What is expected = Copy, word for word, each line of the data below from the first through the line containing "for row in rows", and stop there.
● ● ● ●
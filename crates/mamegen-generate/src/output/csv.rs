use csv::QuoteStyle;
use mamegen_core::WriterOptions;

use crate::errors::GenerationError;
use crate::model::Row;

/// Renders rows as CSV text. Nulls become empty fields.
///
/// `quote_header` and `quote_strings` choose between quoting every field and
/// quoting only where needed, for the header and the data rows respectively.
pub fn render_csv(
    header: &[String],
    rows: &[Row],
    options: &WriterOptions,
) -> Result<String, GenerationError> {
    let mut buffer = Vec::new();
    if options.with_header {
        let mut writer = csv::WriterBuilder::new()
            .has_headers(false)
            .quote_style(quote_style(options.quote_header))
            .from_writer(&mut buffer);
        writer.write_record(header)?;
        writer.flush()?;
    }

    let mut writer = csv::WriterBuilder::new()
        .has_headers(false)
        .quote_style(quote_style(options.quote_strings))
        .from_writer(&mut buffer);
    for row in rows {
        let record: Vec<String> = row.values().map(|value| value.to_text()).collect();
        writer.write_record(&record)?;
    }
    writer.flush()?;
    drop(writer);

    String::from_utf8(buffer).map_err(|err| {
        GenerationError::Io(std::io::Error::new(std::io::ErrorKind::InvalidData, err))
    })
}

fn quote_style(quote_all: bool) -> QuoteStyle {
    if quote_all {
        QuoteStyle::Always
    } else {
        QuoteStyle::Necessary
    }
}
● ● ● ●
Result =
filename crates/mamegen-generate/src/output/csv.rs
use csv::QuoteStyle;
use mamegen_core::WriterOptions;

use crate::errors::GenerationError;
use crate::model::Row;

/// Renders rows as CSV text. Nulls become empty fields.
///
/// `quote_header` and `quote_strings` choose between quoting every field and
/// quoting only where needed, for the header and the data rows respectively.
pub fn render_csv(
    header: &[String],
    rows: &[Row],
    options: &WriterOptions,
) -> Result<String, GenerationError> {
    let mut buffer = Vec::new();
    if options.with_header {
        let mut writer = csv::WriterBuilder::new()
            .has_headers(false)
            .quote_style(quote_style(options.quote_header))
            .from_writer(&mut buffer);
        writer.write_record(header)?;
        writer.flush()?;
    }

    let mut writer = csv::WriterBuilder::new()
        .has_headers(false)
        .quote_style(quote_style(options.quote_strings))
        .from_writer(&mut buffer);
    for row in rows {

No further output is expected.